### Instructions for the task
Pick out each line below containing "execute".

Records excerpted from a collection
==*==

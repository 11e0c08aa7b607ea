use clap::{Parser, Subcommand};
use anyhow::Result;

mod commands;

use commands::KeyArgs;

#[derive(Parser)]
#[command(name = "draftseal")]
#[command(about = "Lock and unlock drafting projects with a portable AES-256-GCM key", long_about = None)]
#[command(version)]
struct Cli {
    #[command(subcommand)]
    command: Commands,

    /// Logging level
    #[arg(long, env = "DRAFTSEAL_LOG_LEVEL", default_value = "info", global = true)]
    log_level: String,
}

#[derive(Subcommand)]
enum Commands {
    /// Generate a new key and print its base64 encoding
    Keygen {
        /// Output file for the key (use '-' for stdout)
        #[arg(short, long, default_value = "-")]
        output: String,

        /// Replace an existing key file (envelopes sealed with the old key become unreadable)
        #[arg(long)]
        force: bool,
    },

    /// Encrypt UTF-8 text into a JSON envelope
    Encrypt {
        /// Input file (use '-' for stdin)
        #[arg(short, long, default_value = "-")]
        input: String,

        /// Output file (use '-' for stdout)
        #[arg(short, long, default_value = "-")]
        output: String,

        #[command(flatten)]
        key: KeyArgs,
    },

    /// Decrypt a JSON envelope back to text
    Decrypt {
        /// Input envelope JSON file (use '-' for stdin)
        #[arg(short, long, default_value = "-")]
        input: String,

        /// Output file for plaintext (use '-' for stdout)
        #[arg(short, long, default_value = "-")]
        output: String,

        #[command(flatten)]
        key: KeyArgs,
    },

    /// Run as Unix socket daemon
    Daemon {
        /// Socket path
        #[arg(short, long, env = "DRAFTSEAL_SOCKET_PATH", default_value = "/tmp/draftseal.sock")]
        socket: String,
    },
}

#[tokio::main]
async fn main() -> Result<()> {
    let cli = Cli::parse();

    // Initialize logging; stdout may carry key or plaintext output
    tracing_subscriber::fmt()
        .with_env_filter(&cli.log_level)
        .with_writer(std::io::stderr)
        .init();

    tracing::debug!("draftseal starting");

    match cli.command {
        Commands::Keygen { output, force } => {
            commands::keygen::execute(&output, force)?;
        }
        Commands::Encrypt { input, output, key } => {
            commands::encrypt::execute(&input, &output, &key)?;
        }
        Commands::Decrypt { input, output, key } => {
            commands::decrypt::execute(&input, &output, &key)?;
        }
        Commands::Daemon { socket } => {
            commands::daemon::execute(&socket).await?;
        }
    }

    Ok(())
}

==*==

### Answer
            commands::keygen::execute(&output, force)?;
            commands::encrypt::execute(&input, &output, &key)?;
            commands::decrypt::execute(&input, &output, &key)?;
            commands::daemon::execute(&socket).await?;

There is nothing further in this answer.